Last week I wrote about love, and my husband. Today is my husbands birthday! We go all out for birthdays. We do so because I think the two of us really understand that celebrating each year we have is a spectacular way to show love. We do so because we have had uncertain times with my health, and times in which we didn’t know what the future held and how many years we’d get to celebrate together. We do so because we believe that each day should not be taken for granted, because each day is another reason to wake up and spread love and happiness. And on birthdays, what better way to acknowledge another year on this earth, another absolutely love filled year. I just can’t write enough words to tell you how I love my husband, or how much he means to me, or how great I think he is. We’ve been through a lot in the past few years. We’ve gone through things that a lot of people don’t come out of. But we’ve gone through it, singing, dancing, and loving, each step of the way. Wherever you are right now, be sure to tell someone how much they mean to you, how much you love them, how much you care for them.
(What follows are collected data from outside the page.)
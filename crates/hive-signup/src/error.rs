use thiserror::Error;

/// Errors returned by signup operations.
#[derive(Debug, Error)]
pub enum SignupError {
    #[error("invalid username: {0}")]
    InvalidUsername(String),

    #[error("username already registered: {0}")]
    DuplicateUsername(String),

    #[error("not found: {0}")]
    NotFound(String),

    /// A creation attempt for this signup may still be running.
    #[error("account creation in progress: {0}")]
    CreationInProgress(String),

    #[error("upstream unavailable: {0}")]
    UpstreamUnavailable(String),

    #[error("malformed amount: {0}")]
    MalformedAmount(String),

    #[error("database error: {0}")]
    Database(rusqlite::Error),

    #[error("http error: {0}")]
    Http(#[from] reqwest::Error),

    #[error("serialization error: {0}")]
    Serialization(#[from] serde_json::Error),

    #[error("internal error: {0}")]
    Internal(String),
}

/// SQLITE_CONSTRAINT_UNIQUE
const SQLITE_CONSTRAINT_UNIQUE: i32 = 2067;

impl From<rusqlite::Error> for SignupError {
    fn from(e: rusqlite::Error) -> Self {
        // The only UNIQUE (non primary key) constraint on the ledger is username.
        if let rusqlite::Error::SqliteFailure(ref err, _) = e {
            if err.extended_code == SQLITE_CONSTRAINT_UNIQUE {
                return SignupError::DuplicateUsername("username already registered".to_string());
            }
        }
        SignupError::Database(e)
    }
}

impl SignupError {
    /// `true` for errors that mean "no such record (in the requested state)".
    pub fn is_not_found(&self) -> bool {
        matches!(self, SignupError::NotFound(_))
    }
}
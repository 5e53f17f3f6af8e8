use std::sync::Arc;

use actix_governor::{Governor, GovernorConfigBuilder};
use actix_web::{middleware::Logger, web, App, HttpServer};
use tracing_subscriber::{layer::SubscriberExt, util::SubscriberInitExt};

use hive_signup::{Ledger, SqliteLedger};
use hive_signup_server::{
    config::SignupConfig, cors::build_cors, metrics::register_metrics, routes, AppState, Live,
};

/// How many unfulfilled paid signups to report at startup.
const STARTUP_UNFULFILLED_SCAN: u32 = 100;

#[tokio::main]
async fn main() -> std::io::Result<()> {
    // Load .env file if present
    dotenvy::dotenv().ok();

    // Initialize tracing
    tracing_subscriber::registry()
        .with(
            tracing_subscriber::EnvFilter::try_from_default_env()
                .unwrap_or_else(|_| "info,actix_web=info".into()),
        )
        .with(tracing_subscriber::fmt::layer())
        .init();

    // Load configuration
    let config = match SignupConfig::from_env() {
        Ok(config) => config,
        Err(e) => {
            tracing::error!(error = %e, "failed to load configuration");
            std::process::exit(1);
        }
    };
    let port = config.port;
    let allowed_origins = config.allowed_origins.clone();
    let rate_limit_rpm = config.rate_limit_rpm;

    tracing::info!("Starting hive-signup-server on port {}", port);
    tracing::info!("Paid account price: {} USD", config.paid_account_price);
    tracing::info!(
        "HIVE bounds: {} - {}",
        config.bounds.min().to_asset_string(),
        config.bounds.max().to_asset_string()
    );
    tracing::info!("Receiving account: {}", config.receiving_account);

    // Initialize ledger
    let ledger = match SqliteLedger::open(&config.db_path) {
        Ok(ledger) => ledger,
        Err(e) => {
            tracing::error!(error = %e, path = %config.db_path, "failed to open ledger");
            std::process::exit(1);
        }
    };
    tracing::info!("Ledger initialized at: {}", config.db_path);

    // Paid signups left without an account by a previous run need an operator.
    match ledger.list_unfulfilled(STARTUP_UNFULFILLED_SCAN) {
        Ok(rows) if rows.is_empty() => {}
        Ok(rows) => tracing::warn!(
            count = rows.len(),
            "paid signups awaiting account creation, see /api/admin/unfulfilled"
        ),
        Err(e) => tracing::warn!(error = %e, "failed to scan for unfulfilled signups"),
    }

    // Register Prometheus metrics
    if let Err(e) = register_metrics() {
        tracing::error!(error = %e, "failed to register metrics");
    }

    let state = match AppState::<Live>::live(config, Arc::new(ledger)) {
        Ok(state) => state,
        Err(e) => {
            tracing::error!(error = %e, "failed to build application state");
            std::process::exit(1);
        }
    };

    // Warm the price cache, then keep it fresh in the background.
    if state.prices.refresh().await.is_err() {
        tracing::warn!("starting without a HIVE price, paid quotes use the minimum bound");
    }
    let refresh_task = state.prices.spawn_refresh_task();

    let state_data = web::Data::new(state);

    // Configure rate limiter
    let Some(governor_conf) = GovernorConfigBuilder::default()
        .requests_per_minute(rate_limit_rpm as u64)
        .finish()
    else {
        tracing::error!(rate_limit_rpm, "invalid rate limiter configuration");
        std::process::exit(1);
    };

    let result = HttpServer::new(move || {
        App::new()
            .app_data(state_data.clone())
            .app_data(routes::json_config())
            .wrap(Logger::default())
            .wrap(build_cors(&allowed_origins))
            .wrap(Governor::new(&governor_conf))
            .configure(routes::configure::<Live>)
    })
    .bind(("0.0.0.0", port))?
    .run()
    .await;

    refresh_task.abort();
    result
}
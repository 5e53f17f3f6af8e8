use std::time::Duration;

/// Ticker of the native token quoted and accepted for paid signups.
pub const HIVE_SYMBOL: &str = "HIVE";

/// HIVE amounts carry three decimal places (milli-HIVE precision).
pub const HIVE_DECIMALS: u32 = 3;

/// Default USD price of a paid account.
pub const DEFAULT_PAID_ACCOUNT_PRICE_CENTS: u64 = 300;

/// Default lower safety bound for a quote: 1.000 HIVE.
pub const DEFAULT_MIN_HIVE_MILLI: u64 = 1_000;

/// Default upper safety bound for a quote: 10.000 HIVE.
pub const DEFAULT_MAX_HIVE_MILLI: u64 = 10_000;

/// Default interval between background price refreshes.
pub const DEFAULT_PRICE_REFRESH_INTERVAL: Duration = Duration::from_secs(5 * 60);

/// Read-path refreshes are not retried sooner than this after an attempt,
/// capped at the refresh interval.
pub const PRICE_RETRY_BACKOFF: Duration = Duration::from_secs(30);

/// Public CoinGecko endpoint for the HIVE/USD rate.
pub const COINGECKO_PRICE_URL: &str =
    "https://api.coingecko.com/api/v3/simple/price?ids=hive&vs_currencies=usd";

/// Public Hive API nodes, tried in order.
pub const DEFAULT_HIVE_API_NODES: &[&str] = &[
    "https://api.hive.blog",
    "https://api.deathwing.me",
    "https://rpc.ausbit.dev",
    "https://hive-api.3speak.tv",
];

/// Verification codes for free accounts are drawn from this inclusive range.
pub const VERIFICATION_CODE_MIN: u32 = 100_000;
pub const VERIFICATION_CODE_MAX: u32 = 999_999;

/// Default timeout for the downstream account-creation call.
pub const DEFAULT_ACCOUNT_CREATION_TIMEOUT: Duration = Duration::from_secs(30);

/// Current Unix time in milliseconds.
pub fn unix_millis() -> i64 {
    chrono::Utc::now().timestamp_millis()
}
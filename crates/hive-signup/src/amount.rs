//! Fixed-point amounts used for quoting and matching payments.
//!
//! HIVE is carried as integer milli-HIVE and USD as integer cents. Parsing is
//! integer-only; floats only appear when dividing by the exchange rate.

use std::fmt;
use std::str::FromStr;

use serde::{Serialize, Serializer};

use crate::constants::{HIVE_DECIMALS, HIVE_SYMBOL};
use crate::error::SignupError;

const USD_DECIMALS: u32 = 2;

/// Parse an unsigned decimal string into an integer scaled by `10^decimals`.
///
/// Rejects signs, exponents, whitespace and more than `decimals` fractional
/// digits instead of silently truncating them.
fn parse_fixed(input: &str, decimals: u32) -> Result<u64, String> {
    if input.is_empty() {
        return Err("empty magnitude".to_string());
    }

    let (integer_part, fractional_part) = match input.split_once('.') {
        Some((i, f)) => (i, f),
        None => (input, ""),
    };

    if integer_part.is_empty() && fractional_part.is_empty() {
        return Err(format!("'{input}' has no digits"));
    }
    if !integer_part.chars().all(|c| c.is_ascii_digit())
        || !fractional_part.chars().all(|c| c.is_ascii_digit())
    {
        return Err(format!("'{input}' is not a plain decimal number"));
    }
    if fractional_part.len() > decimals as usize {
        return Err(format!(
            "'{input}' has more than {decimals} fractional digits"
        ));
    }

    let integer: u64 = if integer_part.is_empty() {
        0
    } else {
        integer_part
            .parse()
            .map_err(|e| format!("'{input}': integer part: {e}"))?
    };
    let fractional: u64 = if fractional_part.is_empty() {
        0
    } else {
        fractional_part
            .parse()
            .map_err(|e| format!("'{input}': fractional part: {e}"))?
    };

    let scale = 10u64.pow(decimals - fractional_part.len() as u32);
    integer
        .checked_mul(10u64.pow(decimals))
        .and_then(|i| fractional.checked_mul(scale).and_then(|f| i.checked_add(f)))
        .ok_or_else(|| format!("'{input}' overflows"))
}

/// A HIVE amount in milli-HIVE.
#[derive(Debug, Clone, Copy, PartialEq, Eq, PartialOrd, Ord, Hash, Default)]
pub struct HiveAmount(u64);

impl HiveAmount {
    pub const fn from_milli(milli: u64) -> Self {
        Self(milli)
    }

    pub const fn milli(self) -> u64 {
        self.0
    }

    /// Value in whole HIVE. Only for display and JSON output.
    pub fn as_f64(self) -> f64 {
        self.0 as f64 / 1_000.0
    }

    /// Chain asset notation, e.g. `0.750 HIVE`.
    pub fn to_asset_string(self) -> String {
        format!("{self} {HIVE_SYMBOL}")
    }
}

impl fmt::Display for HiveAmount {
    fn fmt(&self, f: &mut fmt::Formatter<'_>) -> fmt::Result {
        write!(f, "{}.{:03}", self.0 / 1_000, self.0 % 1_000)
    }
}

impl FromStr for HiveAmount {
    type Err = SignupError;

    /// Parses a bare magnitude such as `1.000` or `10`.
    fn from_str(s: &str) -> Result<Self, Self::Err> {
        parse_fixed(s.trim(), HIVE_DECIMALS)
            .map(Self)
            .map_err(SignupError::MalformedAmount)
    }
}

impl Serialize for HiveAmount {
    fn serialize<S: Serializer>(&self, serializer: S) -> Result<S::Ok, S::Error> {
        serializer.serialize_f64(self.as_f64())
    }
}

/// A USD amount in cents.
#[derive(Debug, Clone, Copy, PartialEq, Eq, PartialOrd, Ord, Hash, Default)]
pub struct UsdAmount(u64);

impl UsdAmount {
    pub const fn from_cents(cents: u64) -> Self {
        Self(cents)
    }

    pub const fn cents(self) -> u64 {
        self.0
    }

    pub fn as_f64(self) -> f64 {
        self.0 as f64 / 100.0
    }
}

impl fmt::Display for UsdAmount {
    fn fmt(&self, f: &mut fmt::Formatter<'_>) -> fmt::Result {
        write!(f, "${}.{:02}", self.0 / 100, self.0 % 100)
    }
}

impl FromStr for UsdAmount {
    type Err = SignupError;

    /// Accepts `3`, `3.5`, `3.00` and `$3.00`.
    fn from_str(s: &str) -> Result<Self, Self::Err> {
        let trimmed = s.trim();
        let digits = trimmed.strip_prefix('$').unwrap_or(trimmed);
        parse_fixed(digits, USD_DECIMALS)
            .map(Self)
            .map_err(|e| SignupError::MalformedAmount(format!("invalid USD price: {e}")))
    }
}

impl Serialize for UsdAmount {
    fn serialize<S: Serializer>(&self, serializer: S) -> Result<S::Ok, S::Error> {
        serializer.serialize_f64(self.as_f64())
    }
}

/// A transfer amount as reported by the chain: `<magnitude> <SYMBOL>`.
#[derive(Debug, Clone, PartialEq, Eq)]
pub struct AssetAmount {
    pub amount: HiveAmount,
    pub symbol: String,
}

impl AssetAmount {
    pub fn is_hive(&self) -> bool {
        self.symbol == HIVE_SYMBOL
    }
}

impl FromStr for AssetAmount {
    type Err = SignupError;

    fn from_str(s: &str) -> Result<Self, Self::Err> {
        let mut parts = s.split_whitespace();
        let (Some(magnitude), Some(symbol), None) = (parts.next(), parts.next(), parts.next())
        else {
            return Err(SignupError::MalformedAmount(format!(
                "expected '<magnitude> <UNIT>', got '{s}'"
            )));
        };

        if !symbol.chars().all(|c| c.is_ascii_uppercase()) {
            return Err(SignupError::MalformedAmount(format!(
                "invalid unit '{symbol}'"
            )));
        }

        let amount = parse_fixed(magnitude, HIVE_DECIMALS)
            .map(HiveAmount)
            .map_err(SignupError::MalformedAmount)?;

        Ok(Self {
            amount,
            symbol: symbol.to_string(),
        })
    }
}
Remember always that life is fragile and beautiful, and to be celebrated often. And especially on birthdays – go all out, celebrate the day that the world was changed by one person….
Happy Birthday baby
I love you.
30
February 27, 2008

Today I turn 30. I wanted to find a photo that somehow represented this milestone. When I was 18 I had a group of friends, who I never thought I would celebrate a future birthday with out. At 21, I was the recipient of a big surprise party, lots and lots of college friends. Some of those friends are still in my life, but the other 50 or so? I’m not so sure. I turned 25 and had a group of friends, including women who were my bridesmaids, and thought that these were certainly life long friends. A couple of them are still around.. Last year I had a packed house and an invite list of over 60 people, and I thought they would all be in my life for years to come. A few of them remain as well, but many have gone their separate ways. This birthday has been hard in that aspect. While I have a few good and wonderful friends, I’ve also lost a lot of people, especially this past year. I’ve also changed a lot. I have been terribly sad about this, and then this morning while preparing with my husband for the days birthday activities I thought about all of those faces, the ones that were in my life for a moment in time. The ones I thought I’d know forever. I wonder what it would be like to simply be at peace that these people were a part of my life for a while, and it’s ok that they are no longer. They make up the history of my life, and my future, will continually change, mold and shape, and for each of those steps, the faces may change. In the end though, they will all make up the fabric of my life, be it a short time, or many years. I’ve been on this Earth for 30 years, I continue to change and evolve and discover who I am. This is not a process to mourn any longer, but one to celebrate. Those faces represent fabric, not loss. They represent places I’ve been. And they represent the few who have remained through it all, and that today is what I love. Life is beautiful, indeed.